▶ [What the exercise asks]
Copy out, from the data, each line containing the string "definitions".

[Material provided Boundary: Start]

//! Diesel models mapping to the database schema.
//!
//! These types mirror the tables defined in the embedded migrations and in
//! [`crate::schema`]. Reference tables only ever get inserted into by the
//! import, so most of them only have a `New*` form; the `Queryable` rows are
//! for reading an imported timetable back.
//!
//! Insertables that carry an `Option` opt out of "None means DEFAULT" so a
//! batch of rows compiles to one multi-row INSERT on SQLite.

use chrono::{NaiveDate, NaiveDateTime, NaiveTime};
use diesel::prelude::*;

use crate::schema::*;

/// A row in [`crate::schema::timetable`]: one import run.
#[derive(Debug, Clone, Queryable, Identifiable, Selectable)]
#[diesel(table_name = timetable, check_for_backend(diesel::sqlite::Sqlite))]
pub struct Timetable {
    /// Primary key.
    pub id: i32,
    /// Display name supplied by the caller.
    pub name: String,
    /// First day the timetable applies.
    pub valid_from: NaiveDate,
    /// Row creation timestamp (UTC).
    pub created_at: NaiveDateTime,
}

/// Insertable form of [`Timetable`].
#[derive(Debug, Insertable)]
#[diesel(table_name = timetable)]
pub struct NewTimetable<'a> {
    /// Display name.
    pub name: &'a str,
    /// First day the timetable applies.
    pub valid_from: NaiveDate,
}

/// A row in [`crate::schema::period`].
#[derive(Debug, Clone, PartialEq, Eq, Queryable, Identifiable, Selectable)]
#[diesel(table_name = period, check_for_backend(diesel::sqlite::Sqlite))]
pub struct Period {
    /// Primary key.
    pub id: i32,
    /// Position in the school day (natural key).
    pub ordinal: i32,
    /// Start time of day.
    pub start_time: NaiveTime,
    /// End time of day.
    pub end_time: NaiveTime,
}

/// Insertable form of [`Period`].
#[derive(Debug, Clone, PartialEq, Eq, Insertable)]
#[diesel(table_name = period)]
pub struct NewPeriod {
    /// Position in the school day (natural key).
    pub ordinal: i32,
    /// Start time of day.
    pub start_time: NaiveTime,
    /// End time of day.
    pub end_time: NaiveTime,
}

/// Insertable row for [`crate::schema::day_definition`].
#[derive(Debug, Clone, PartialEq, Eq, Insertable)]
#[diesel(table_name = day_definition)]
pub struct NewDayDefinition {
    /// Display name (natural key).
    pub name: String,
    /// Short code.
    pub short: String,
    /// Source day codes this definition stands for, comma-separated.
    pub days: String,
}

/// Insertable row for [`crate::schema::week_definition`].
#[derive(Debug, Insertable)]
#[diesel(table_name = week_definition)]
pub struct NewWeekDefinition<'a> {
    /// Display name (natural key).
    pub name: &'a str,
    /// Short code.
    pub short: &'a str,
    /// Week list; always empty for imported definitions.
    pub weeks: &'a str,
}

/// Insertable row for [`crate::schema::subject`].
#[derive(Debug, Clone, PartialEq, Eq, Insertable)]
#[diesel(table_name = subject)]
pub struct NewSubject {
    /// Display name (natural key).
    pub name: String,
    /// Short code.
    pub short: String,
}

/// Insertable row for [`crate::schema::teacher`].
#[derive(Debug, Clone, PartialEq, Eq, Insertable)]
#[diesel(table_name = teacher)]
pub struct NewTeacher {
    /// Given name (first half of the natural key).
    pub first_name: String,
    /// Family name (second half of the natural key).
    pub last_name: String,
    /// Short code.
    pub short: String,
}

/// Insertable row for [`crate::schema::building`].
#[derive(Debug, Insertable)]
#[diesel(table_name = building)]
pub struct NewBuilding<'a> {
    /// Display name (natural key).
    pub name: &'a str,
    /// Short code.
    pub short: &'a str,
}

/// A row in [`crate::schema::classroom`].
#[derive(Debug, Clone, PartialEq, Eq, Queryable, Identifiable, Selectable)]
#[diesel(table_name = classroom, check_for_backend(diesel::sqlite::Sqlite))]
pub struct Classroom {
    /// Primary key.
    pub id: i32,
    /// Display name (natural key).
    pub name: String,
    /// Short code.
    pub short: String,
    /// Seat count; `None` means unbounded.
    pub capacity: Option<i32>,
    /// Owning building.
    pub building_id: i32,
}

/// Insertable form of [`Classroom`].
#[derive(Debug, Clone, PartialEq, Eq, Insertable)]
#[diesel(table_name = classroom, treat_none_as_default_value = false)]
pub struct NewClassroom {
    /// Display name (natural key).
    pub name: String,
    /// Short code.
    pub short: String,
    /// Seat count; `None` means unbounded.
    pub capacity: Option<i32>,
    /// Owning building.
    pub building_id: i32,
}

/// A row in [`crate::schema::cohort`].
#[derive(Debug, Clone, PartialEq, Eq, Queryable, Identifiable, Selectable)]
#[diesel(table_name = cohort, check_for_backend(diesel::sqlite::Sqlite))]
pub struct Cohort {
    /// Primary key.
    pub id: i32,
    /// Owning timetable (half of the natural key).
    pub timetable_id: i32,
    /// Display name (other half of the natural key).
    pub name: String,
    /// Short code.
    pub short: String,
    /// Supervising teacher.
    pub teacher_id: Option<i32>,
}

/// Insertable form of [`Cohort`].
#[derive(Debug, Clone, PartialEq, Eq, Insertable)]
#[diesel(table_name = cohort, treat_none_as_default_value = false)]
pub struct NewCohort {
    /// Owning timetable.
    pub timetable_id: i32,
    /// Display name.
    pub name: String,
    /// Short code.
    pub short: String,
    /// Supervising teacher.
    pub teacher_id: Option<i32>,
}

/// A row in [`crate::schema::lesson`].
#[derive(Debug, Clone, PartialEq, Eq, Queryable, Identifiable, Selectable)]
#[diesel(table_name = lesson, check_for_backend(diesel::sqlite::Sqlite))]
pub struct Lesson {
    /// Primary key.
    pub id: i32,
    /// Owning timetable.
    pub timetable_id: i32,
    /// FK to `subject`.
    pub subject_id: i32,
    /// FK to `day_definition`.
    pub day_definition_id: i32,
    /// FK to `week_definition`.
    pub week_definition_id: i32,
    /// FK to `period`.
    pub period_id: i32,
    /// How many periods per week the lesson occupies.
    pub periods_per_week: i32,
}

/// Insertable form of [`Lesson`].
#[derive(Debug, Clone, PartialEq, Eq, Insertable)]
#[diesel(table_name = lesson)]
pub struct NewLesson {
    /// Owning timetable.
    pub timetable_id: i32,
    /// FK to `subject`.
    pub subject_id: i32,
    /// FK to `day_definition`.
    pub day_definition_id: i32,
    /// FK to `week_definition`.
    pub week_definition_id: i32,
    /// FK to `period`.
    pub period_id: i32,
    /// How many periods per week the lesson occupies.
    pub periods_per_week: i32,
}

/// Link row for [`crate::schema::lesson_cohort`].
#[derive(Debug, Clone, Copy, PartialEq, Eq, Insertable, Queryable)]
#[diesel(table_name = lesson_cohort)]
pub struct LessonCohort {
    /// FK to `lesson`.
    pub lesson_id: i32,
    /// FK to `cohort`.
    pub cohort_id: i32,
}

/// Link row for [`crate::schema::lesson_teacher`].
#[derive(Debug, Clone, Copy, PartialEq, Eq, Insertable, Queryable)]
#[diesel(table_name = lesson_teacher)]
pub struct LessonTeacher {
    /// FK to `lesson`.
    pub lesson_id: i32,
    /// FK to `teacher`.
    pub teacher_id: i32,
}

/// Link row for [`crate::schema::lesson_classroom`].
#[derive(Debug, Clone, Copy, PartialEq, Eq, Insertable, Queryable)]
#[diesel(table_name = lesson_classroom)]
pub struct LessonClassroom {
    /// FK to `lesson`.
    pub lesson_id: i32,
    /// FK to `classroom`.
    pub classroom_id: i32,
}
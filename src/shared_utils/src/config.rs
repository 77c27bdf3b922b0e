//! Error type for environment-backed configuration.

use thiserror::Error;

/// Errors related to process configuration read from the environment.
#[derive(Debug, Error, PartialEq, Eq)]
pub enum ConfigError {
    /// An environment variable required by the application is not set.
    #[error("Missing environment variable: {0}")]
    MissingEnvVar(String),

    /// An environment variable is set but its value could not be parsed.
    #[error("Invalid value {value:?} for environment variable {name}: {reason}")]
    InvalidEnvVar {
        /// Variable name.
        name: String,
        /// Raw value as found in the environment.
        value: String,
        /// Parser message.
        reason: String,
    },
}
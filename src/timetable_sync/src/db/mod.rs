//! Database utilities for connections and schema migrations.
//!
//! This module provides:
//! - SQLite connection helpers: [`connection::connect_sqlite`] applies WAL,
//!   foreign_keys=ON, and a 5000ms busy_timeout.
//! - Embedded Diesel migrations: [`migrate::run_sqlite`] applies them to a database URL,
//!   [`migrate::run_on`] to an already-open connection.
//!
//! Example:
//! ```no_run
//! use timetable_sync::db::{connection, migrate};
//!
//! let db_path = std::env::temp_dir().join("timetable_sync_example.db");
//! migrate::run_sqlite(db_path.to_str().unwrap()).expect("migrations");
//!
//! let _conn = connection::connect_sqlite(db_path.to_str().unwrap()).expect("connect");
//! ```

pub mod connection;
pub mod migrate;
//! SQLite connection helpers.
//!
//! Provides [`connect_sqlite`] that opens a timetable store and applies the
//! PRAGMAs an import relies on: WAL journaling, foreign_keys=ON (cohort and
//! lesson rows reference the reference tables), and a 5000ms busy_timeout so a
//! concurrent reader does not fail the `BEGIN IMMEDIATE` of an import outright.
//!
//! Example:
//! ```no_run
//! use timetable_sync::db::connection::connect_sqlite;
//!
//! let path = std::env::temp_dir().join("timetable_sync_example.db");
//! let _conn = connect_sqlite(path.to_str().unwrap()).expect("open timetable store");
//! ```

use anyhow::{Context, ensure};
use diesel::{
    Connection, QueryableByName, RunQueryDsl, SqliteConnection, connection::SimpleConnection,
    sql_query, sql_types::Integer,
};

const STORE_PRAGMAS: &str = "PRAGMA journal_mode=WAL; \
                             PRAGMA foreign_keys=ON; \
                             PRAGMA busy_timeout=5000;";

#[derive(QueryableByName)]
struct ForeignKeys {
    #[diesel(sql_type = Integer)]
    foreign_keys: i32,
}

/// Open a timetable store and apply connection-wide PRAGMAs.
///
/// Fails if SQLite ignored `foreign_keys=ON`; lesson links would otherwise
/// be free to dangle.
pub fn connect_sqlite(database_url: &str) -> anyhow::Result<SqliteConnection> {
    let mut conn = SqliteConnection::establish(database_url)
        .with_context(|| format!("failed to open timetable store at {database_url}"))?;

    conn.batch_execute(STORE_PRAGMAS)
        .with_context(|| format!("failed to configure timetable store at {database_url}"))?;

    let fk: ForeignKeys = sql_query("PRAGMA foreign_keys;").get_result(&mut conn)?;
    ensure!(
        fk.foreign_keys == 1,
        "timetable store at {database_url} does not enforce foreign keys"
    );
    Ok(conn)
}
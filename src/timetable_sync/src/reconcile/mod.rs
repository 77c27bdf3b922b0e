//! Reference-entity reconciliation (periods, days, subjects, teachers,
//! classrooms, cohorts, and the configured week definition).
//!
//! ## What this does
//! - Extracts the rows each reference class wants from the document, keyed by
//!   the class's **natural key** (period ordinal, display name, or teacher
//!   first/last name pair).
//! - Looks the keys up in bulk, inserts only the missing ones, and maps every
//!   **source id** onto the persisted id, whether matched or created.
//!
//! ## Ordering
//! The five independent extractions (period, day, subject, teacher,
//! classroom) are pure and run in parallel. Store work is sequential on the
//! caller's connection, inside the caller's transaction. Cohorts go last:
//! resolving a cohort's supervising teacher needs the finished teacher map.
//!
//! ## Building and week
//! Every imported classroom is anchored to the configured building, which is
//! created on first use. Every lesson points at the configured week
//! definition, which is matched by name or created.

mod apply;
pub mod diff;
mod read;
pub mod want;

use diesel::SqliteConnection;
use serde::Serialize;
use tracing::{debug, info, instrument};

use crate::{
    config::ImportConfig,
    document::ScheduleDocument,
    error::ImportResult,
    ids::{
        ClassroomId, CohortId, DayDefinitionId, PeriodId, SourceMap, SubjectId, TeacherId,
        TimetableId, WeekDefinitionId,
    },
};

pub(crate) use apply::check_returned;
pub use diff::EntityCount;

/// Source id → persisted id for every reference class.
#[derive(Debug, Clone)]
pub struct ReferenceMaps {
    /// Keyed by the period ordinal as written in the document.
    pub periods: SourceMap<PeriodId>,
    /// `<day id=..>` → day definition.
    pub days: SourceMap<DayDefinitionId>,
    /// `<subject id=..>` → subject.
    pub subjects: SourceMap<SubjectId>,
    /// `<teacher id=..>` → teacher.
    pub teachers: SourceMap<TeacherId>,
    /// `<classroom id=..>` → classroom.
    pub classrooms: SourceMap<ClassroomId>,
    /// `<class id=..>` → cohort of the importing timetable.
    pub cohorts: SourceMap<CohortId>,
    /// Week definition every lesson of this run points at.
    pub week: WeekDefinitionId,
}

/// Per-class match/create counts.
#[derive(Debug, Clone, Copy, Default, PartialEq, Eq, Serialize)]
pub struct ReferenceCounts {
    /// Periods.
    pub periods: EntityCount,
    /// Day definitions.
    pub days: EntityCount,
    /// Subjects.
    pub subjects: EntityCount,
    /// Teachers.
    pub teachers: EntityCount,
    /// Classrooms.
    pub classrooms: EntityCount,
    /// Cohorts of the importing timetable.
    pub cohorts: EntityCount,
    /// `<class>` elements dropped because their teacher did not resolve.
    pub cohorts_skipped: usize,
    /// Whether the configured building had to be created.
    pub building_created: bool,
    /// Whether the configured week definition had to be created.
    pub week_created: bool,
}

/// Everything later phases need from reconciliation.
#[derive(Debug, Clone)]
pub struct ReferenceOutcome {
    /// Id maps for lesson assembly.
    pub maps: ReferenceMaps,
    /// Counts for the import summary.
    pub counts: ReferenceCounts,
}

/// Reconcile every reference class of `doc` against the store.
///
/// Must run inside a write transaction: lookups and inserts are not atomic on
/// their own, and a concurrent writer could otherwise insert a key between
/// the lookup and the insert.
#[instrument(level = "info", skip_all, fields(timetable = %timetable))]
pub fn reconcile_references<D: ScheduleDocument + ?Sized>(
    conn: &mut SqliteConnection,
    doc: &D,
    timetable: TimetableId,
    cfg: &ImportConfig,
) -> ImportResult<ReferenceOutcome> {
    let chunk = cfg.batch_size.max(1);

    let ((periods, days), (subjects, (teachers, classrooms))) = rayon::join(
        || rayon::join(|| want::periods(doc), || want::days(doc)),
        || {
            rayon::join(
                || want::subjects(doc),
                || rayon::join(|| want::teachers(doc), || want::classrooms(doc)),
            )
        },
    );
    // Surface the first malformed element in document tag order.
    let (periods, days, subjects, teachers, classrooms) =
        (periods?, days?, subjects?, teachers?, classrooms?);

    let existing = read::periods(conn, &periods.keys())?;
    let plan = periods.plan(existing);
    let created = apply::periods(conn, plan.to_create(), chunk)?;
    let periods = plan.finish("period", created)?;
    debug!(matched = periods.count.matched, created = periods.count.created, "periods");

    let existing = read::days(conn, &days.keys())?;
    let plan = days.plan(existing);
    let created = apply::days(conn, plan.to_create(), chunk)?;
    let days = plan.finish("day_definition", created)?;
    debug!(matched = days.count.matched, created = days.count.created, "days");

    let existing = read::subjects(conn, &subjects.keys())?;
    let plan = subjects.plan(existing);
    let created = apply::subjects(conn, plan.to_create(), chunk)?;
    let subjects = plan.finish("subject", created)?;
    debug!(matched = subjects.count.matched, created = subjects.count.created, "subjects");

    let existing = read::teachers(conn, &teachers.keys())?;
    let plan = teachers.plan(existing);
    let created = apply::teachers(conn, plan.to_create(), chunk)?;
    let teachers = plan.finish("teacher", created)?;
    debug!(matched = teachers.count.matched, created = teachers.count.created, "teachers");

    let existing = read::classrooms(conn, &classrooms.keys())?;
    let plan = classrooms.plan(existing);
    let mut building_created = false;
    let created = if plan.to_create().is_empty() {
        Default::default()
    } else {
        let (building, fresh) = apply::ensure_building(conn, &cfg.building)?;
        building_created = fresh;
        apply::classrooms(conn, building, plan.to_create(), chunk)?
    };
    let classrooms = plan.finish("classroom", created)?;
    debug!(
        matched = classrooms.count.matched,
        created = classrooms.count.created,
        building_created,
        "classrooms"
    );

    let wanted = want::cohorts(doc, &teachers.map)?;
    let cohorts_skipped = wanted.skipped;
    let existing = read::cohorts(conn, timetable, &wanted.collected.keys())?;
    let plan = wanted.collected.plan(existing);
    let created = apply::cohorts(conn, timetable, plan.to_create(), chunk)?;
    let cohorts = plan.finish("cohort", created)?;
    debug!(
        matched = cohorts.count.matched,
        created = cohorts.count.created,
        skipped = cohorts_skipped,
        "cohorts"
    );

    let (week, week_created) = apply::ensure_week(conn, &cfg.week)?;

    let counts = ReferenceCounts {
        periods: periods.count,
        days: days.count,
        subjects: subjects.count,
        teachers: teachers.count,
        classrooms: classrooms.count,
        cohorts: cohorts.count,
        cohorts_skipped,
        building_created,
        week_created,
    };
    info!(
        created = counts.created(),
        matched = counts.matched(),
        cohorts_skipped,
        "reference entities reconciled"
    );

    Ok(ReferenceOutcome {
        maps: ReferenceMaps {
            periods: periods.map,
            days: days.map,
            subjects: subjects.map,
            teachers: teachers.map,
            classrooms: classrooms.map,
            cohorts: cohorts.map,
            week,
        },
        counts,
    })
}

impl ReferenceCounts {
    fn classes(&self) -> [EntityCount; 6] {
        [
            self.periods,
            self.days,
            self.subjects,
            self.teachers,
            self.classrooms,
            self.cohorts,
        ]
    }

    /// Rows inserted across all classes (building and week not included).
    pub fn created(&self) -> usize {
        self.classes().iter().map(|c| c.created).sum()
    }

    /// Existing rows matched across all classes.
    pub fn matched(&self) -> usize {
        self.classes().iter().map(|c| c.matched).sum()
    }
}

[Material provided Boundary: End]

▶ [Task response]
    /// Week list; always empty for imported definitions.
    /// Day definitions.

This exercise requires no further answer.